[Supplied entries Boundary: Start]

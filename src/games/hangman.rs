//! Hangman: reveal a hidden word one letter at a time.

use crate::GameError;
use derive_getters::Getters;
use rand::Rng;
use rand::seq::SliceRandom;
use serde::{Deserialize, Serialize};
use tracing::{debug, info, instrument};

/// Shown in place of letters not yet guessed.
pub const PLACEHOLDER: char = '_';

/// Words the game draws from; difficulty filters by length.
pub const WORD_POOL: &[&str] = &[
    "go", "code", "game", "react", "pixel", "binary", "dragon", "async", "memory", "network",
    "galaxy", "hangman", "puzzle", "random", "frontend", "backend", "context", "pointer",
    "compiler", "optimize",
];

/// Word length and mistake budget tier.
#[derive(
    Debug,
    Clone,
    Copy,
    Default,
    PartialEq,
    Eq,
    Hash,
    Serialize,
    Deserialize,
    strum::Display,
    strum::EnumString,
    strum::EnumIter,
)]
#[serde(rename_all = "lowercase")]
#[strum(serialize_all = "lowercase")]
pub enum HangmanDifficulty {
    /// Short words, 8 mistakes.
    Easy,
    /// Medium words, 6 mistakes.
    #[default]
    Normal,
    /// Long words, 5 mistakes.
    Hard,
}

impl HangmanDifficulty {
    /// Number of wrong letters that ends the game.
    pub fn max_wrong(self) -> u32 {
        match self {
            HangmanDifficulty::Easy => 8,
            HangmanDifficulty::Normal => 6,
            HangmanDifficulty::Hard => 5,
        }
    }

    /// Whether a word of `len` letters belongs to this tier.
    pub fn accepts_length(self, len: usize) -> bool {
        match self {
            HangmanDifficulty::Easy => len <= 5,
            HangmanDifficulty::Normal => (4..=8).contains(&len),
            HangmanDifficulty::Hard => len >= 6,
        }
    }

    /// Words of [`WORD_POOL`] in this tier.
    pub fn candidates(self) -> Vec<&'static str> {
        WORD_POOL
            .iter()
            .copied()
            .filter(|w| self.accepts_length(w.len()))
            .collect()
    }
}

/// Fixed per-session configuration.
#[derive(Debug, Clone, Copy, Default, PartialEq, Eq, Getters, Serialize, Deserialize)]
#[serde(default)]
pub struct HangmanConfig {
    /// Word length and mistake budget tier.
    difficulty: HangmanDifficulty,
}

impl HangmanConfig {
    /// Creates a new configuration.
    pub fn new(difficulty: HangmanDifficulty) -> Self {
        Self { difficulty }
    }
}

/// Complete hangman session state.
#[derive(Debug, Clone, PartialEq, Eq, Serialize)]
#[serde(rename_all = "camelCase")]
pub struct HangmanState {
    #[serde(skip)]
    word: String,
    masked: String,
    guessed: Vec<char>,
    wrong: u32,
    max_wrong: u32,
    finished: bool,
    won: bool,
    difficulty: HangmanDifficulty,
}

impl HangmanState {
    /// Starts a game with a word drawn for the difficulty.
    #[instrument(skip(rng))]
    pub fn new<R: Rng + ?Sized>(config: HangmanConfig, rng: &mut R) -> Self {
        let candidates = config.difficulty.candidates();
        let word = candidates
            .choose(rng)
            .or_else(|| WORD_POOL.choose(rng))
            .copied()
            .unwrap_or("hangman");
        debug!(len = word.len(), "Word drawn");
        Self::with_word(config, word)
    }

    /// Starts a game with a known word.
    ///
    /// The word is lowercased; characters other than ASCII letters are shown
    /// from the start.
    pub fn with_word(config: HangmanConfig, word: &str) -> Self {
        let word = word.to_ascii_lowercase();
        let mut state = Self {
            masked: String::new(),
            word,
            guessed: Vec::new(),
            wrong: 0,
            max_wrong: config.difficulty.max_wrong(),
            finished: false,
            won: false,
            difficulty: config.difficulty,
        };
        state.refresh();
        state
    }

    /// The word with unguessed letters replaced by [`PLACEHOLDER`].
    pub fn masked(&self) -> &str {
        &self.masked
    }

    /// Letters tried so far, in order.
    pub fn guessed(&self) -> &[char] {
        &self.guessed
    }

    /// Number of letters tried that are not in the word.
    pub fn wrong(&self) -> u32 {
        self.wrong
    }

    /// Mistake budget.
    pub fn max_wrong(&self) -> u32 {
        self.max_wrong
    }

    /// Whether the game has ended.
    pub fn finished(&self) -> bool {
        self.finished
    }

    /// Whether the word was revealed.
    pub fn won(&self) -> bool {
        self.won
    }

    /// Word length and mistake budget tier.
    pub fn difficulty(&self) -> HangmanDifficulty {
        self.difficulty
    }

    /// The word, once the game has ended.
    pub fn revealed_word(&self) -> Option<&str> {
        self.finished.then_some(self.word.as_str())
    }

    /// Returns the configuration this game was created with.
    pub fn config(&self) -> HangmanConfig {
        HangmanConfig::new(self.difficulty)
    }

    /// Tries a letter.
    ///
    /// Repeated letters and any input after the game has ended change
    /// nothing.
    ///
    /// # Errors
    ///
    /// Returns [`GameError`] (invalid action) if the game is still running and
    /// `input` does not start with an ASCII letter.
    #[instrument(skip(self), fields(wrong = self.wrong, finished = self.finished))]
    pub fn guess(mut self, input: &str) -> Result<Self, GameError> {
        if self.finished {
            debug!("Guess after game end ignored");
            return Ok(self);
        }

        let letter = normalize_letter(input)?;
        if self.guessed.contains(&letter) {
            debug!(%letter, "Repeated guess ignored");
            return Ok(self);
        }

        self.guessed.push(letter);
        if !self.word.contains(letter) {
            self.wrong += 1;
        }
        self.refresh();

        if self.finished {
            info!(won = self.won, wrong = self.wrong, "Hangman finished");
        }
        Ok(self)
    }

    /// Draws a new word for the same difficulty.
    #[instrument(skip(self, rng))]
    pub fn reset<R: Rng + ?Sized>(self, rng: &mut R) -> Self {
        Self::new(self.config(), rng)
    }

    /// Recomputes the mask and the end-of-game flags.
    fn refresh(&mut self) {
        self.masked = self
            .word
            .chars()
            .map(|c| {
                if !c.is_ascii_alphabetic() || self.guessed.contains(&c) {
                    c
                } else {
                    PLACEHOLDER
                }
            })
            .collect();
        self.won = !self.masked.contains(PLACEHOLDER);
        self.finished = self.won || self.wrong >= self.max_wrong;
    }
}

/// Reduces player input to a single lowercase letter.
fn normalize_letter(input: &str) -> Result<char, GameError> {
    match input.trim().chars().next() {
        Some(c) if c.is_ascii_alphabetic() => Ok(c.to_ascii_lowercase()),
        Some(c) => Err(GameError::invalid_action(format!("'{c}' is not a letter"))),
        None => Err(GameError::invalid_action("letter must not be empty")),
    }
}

[Supplied entries Boundary: End]
[Supplied entries Boundary: Start]

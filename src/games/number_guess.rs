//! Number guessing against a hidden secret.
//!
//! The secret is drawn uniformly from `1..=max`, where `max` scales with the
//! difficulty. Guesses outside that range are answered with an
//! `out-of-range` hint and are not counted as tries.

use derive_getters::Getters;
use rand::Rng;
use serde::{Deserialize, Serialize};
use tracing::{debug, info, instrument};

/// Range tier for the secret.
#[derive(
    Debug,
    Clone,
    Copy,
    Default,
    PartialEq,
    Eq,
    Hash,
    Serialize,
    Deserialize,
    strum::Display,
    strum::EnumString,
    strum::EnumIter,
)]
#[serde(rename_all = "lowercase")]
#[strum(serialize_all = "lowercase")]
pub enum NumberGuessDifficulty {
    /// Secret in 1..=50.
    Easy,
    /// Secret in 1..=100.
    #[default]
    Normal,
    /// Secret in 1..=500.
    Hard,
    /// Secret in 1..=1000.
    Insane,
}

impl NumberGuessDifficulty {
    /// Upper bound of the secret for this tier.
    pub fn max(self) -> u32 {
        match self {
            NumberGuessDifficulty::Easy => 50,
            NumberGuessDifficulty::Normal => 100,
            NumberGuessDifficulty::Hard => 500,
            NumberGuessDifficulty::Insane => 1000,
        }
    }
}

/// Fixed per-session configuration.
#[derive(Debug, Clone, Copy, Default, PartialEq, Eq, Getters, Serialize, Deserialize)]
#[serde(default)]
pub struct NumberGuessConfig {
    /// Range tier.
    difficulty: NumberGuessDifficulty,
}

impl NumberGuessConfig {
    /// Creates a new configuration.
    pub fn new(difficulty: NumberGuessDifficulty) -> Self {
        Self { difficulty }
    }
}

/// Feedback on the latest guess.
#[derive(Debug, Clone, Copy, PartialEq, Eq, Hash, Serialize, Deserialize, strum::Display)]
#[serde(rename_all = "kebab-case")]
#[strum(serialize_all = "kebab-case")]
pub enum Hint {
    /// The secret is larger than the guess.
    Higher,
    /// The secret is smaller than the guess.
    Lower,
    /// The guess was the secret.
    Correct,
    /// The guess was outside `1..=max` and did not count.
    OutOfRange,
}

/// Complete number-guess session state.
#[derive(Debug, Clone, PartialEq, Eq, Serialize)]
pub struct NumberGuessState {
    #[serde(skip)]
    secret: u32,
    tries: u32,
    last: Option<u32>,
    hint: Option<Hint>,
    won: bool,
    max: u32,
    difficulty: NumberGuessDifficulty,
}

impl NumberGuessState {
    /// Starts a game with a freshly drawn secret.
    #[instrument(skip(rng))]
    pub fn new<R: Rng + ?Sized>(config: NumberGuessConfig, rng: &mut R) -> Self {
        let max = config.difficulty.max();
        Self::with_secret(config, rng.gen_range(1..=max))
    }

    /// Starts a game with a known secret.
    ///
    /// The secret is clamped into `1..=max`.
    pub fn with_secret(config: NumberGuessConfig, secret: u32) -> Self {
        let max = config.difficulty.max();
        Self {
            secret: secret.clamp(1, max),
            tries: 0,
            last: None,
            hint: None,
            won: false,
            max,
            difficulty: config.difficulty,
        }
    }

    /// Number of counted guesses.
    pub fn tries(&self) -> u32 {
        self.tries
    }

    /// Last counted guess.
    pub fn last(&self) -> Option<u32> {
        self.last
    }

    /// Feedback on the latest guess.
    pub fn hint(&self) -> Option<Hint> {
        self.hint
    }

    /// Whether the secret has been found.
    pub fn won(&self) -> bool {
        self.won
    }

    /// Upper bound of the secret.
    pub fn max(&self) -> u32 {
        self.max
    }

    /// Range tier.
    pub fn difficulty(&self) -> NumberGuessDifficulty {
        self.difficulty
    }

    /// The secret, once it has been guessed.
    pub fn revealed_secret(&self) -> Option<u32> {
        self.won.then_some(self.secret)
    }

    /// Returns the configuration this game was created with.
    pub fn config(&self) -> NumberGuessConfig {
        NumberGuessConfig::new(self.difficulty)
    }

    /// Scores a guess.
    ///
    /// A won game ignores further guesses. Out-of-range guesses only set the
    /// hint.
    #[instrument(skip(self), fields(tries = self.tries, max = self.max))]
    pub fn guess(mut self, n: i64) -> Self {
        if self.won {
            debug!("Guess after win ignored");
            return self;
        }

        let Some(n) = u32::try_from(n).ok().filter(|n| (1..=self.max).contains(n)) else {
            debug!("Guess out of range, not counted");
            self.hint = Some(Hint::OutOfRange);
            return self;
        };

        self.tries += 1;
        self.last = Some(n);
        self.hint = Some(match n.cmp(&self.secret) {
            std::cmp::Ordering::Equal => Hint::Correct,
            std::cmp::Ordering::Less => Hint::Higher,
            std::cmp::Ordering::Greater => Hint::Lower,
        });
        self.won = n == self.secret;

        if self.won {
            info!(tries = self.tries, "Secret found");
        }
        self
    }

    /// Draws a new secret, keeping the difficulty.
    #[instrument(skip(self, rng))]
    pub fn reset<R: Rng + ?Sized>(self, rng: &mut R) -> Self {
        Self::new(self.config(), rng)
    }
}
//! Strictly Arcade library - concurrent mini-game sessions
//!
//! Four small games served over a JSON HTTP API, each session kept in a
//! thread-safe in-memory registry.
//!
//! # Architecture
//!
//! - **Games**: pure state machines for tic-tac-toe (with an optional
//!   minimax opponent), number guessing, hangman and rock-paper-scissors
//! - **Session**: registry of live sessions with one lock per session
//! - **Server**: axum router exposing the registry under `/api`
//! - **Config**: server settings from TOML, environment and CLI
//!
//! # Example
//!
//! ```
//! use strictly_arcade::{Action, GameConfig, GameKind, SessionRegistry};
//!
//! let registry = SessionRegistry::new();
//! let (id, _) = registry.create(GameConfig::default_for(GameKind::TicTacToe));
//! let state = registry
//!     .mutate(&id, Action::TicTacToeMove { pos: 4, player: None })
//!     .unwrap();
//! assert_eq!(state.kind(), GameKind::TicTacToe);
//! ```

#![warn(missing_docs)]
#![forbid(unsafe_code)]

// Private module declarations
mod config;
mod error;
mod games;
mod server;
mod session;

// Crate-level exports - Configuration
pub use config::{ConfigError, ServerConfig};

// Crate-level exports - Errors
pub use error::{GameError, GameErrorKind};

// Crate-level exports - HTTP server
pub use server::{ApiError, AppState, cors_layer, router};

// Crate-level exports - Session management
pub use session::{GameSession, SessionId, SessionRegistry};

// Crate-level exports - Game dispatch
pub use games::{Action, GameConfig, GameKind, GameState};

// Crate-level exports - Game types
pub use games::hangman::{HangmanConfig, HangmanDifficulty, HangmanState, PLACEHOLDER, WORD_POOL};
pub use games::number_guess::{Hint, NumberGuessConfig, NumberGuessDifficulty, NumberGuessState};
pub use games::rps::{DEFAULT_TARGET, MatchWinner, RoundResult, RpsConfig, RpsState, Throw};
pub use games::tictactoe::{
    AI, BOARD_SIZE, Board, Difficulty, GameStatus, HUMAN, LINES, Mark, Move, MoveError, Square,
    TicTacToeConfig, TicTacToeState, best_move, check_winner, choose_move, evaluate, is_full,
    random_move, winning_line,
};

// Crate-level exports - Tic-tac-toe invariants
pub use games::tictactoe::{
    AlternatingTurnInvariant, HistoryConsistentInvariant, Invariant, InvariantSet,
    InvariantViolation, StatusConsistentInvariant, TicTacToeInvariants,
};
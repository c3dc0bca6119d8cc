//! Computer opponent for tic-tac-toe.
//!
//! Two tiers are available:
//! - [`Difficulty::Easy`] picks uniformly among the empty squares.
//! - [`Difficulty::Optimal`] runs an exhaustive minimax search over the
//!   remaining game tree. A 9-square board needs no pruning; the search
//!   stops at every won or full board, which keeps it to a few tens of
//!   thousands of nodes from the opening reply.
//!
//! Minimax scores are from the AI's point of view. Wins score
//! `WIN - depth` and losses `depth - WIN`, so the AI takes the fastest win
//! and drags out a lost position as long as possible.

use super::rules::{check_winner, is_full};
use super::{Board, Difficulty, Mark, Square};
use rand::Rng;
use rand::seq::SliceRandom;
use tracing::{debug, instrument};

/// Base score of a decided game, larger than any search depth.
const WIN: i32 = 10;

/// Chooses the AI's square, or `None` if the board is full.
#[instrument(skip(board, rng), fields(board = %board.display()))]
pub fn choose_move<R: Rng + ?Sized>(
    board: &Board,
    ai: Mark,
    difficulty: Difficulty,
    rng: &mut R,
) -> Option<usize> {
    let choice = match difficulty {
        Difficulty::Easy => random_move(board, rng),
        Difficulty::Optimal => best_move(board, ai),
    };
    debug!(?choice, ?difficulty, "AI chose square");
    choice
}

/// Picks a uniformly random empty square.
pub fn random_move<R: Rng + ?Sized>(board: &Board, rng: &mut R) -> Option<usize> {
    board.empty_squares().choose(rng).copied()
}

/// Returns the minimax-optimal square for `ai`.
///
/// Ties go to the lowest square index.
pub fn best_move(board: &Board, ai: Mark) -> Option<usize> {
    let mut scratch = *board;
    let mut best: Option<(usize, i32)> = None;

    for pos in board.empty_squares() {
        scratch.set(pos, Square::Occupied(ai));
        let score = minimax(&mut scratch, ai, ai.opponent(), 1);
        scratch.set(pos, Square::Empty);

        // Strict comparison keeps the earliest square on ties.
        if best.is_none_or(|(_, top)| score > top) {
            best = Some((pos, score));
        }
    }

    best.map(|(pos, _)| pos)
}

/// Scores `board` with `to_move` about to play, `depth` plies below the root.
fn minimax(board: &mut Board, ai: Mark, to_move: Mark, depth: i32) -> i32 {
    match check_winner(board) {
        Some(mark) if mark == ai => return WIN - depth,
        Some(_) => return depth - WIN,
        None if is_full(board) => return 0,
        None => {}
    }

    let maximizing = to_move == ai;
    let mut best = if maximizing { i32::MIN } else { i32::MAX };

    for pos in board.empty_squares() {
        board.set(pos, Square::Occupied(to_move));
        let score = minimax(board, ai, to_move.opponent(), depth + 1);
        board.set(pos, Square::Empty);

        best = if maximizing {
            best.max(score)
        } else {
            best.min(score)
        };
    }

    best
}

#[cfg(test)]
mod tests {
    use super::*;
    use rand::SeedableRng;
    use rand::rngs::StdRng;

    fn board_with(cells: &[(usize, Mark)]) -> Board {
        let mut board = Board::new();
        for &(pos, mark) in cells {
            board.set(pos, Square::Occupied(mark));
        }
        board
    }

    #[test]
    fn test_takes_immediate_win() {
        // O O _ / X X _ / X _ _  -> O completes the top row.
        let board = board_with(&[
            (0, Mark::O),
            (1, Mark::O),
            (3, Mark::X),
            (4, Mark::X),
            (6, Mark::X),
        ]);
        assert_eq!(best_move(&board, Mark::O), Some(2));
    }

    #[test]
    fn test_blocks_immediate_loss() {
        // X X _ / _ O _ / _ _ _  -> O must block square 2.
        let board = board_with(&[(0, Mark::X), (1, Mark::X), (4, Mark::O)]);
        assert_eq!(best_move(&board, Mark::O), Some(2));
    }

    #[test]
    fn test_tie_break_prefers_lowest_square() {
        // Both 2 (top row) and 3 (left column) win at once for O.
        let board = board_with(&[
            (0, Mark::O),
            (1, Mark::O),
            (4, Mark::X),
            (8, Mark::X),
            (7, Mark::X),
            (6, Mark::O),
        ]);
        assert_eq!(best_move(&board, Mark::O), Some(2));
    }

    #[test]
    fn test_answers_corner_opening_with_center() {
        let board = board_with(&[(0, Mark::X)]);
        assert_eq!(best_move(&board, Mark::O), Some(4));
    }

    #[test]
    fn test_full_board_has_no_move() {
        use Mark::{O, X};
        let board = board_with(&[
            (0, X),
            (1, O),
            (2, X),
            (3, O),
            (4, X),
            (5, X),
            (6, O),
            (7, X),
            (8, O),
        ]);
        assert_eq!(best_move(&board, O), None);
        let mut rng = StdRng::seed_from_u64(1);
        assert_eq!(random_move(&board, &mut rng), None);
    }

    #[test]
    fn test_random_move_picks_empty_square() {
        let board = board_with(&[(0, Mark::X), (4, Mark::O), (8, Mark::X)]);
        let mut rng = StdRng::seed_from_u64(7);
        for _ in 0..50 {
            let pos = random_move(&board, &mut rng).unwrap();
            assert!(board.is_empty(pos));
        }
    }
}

[Supplied entries Boundary: End]
[Supplied entries Boundary: Start]

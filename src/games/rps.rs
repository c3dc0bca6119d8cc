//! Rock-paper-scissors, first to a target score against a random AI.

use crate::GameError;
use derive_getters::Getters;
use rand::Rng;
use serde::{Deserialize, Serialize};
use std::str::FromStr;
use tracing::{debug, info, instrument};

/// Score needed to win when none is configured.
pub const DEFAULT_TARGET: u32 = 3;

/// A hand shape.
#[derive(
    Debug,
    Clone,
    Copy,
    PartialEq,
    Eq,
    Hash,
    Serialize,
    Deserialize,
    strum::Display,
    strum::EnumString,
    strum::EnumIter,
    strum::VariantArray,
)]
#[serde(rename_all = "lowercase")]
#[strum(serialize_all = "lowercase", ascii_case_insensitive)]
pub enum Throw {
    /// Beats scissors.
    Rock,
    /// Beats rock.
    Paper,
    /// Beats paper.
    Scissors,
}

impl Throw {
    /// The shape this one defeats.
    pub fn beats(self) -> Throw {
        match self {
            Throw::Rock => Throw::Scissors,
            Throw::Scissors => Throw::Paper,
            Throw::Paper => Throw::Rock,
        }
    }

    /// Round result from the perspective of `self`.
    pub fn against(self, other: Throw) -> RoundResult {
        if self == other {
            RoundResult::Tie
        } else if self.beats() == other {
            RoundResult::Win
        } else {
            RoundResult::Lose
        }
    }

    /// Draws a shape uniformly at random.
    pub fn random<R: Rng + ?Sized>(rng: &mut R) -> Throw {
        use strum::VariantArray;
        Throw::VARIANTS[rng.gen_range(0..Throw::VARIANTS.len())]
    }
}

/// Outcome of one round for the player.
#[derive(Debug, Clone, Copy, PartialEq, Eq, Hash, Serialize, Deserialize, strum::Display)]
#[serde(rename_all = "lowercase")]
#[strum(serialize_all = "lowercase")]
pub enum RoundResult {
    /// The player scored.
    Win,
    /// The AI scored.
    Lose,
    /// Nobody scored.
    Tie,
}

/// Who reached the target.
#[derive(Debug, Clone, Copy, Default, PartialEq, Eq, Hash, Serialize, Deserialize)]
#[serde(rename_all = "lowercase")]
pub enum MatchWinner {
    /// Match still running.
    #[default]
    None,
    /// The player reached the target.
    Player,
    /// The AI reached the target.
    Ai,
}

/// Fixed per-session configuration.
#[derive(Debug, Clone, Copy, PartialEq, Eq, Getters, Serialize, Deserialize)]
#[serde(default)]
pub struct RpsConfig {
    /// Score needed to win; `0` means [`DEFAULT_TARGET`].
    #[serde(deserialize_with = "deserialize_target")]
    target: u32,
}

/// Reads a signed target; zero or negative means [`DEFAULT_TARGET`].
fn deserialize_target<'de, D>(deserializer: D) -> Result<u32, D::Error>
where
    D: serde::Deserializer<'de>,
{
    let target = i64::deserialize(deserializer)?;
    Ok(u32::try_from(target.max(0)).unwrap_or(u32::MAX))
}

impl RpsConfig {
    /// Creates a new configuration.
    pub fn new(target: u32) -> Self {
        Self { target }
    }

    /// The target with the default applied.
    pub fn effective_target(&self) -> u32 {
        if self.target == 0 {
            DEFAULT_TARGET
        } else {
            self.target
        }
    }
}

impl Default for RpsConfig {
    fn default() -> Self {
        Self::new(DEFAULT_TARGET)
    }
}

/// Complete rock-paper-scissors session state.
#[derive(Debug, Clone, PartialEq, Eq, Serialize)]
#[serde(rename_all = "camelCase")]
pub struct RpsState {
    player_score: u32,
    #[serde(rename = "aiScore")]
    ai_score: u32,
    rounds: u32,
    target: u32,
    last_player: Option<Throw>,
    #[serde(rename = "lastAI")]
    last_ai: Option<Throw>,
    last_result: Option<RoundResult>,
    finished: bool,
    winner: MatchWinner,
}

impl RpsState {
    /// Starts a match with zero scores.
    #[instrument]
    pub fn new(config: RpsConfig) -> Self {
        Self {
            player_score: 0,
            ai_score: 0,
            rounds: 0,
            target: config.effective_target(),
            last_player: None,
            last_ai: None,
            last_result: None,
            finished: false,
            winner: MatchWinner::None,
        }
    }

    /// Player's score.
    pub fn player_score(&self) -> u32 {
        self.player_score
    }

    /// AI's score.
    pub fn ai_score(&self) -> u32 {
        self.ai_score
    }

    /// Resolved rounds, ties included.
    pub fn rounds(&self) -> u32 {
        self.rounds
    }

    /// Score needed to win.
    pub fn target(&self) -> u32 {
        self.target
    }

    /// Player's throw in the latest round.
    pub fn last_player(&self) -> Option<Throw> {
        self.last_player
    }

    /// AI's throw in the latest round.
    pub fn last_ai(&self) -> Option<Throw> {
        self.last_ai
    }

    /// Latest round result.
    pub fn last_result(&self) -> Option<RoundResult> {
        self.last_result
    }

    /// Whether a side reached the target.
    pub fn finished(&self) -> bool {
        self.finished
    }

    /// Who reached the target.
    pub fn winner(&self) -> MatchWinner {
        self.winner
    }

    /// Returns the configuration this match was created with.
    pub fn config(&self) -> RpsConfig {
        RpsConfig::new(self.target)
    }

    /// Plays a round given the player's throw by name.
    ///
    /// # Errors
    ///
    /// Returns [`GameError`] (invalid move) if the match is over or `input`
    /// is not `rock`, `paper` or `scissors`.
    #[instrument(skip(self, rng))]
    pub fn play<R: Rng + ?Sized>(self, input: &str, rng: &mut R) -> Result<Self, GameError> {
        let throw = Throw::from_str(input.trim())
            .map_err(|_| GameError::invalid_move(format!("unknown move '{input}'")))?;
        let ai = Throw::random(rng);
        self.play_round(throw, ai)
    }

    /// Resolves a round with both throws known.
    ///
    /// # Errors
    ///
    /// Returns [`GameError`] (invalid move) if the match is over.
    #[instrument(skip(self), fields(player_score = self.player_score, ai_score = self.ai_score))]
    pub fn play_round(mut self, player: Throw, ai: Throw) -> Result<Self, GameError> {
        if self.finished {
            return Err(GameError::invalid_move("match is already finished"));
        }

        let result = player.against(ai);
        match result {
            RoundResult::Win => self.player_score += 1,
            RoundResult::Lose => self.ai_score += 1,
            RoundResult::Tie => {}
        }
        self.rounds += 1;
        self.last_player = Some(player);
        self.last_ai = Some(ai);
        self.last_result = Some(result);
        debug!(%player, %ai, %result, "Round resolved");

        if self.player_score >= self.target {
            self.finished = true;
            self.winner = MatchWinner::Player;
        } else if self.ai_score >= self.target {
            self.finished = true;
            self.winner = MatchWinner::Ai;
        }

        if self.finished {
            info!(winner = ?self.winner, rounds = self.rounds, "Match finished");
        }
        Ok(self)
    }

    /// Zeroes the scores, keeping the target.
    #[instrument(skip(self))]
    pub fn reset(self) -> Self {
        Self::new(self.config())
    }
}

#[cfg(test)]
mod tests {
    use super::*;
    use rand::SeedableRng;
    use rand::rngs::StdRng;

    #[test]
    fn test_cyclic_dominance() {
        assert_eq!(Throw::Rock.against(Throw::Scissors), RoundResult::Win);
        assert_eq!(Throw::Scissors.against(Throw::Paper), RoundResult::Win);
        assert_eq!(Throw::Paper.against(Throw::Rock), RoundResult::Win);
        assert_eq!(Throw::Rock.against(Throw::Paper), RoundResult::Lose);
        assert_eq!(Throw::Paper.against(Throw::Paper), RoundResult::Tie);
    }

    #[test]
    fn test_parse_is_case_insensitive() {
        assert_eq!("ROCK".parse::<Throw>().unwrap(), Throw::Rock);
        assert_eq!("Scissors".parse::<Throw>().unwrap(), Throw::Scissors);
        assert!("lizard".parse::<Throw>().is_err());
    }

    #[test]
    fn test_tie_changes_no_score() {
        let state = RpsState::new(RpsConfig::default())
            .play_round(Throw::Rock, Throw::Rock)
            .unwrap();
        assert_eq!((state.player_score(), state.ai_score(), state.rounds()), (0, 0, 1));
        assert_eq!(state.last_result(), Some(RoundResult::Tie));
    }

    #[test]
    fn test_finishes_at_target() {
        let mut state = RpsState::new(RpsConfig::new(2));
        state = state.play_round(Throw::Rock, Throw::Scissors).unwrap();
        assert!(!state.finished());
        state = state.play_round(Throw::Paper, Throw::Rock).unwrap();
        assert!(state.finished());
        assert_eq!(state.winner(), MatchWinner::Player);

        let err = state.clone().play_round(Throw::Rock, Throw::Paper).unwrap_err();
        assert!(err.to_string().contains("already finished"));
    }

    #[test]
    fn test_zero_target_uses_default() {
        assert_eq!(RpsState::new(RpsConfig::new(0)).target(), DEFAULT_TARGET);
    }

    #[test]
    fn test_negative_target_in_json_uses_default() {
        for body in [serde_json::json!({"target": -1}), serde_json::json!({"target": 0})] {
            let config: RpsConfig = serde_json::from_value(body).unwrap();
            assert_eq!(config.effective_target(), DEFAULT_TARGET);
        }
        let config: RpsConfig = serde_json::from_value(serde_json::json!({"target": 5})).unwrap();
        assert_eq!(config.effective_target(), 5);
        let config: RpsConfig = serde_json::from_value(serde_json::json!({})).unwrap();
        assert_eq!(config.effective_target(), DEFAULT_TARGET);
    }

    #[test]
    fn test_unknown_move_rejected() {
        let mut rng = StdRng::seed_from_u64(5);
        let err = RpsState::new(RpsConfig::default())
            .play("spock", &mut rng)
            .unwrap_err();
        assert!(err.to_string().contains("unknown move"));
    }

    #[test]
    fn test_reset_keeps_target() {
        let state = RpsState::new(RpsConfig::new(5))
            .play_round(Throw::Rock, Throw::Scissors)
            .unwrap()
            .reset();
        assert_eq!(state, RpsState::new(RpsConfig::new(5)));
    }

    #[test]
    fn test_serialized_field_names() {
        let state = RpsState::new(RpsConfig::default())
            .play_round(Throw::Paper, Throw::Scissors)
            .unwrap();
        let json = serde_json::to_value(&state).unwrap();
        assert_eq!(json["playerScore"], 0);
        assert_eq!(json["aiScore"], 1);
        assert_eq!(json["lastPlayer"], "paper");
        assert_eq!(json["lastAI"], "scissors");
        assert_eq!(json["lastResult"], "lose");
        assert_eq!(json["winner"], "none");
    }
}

[Supplied entries Boundary: End]

▶ [Directions] Lines with the word "contains" in them are the answer; report each one from the data.

▶ [Answer for the task]
            HangmanDifficulty::Normal => (4..=8).contains(&len),
        if self.guessed.contains(&letter) {
        if !self.word.contains(letter) {
                if !c.is_ascii_alphabetic() || self.guessed.contains(&c) {
        self.won = !self.masked.contains(PLACEHOLDER);
        let Some(n) = u32::try_from(n).ok().filter(|n| (1..=self.max).contains(n)) else {
        assert!(err.to_string().contains("already finished"));
        assert!(err.to_string().contains("unknown move"));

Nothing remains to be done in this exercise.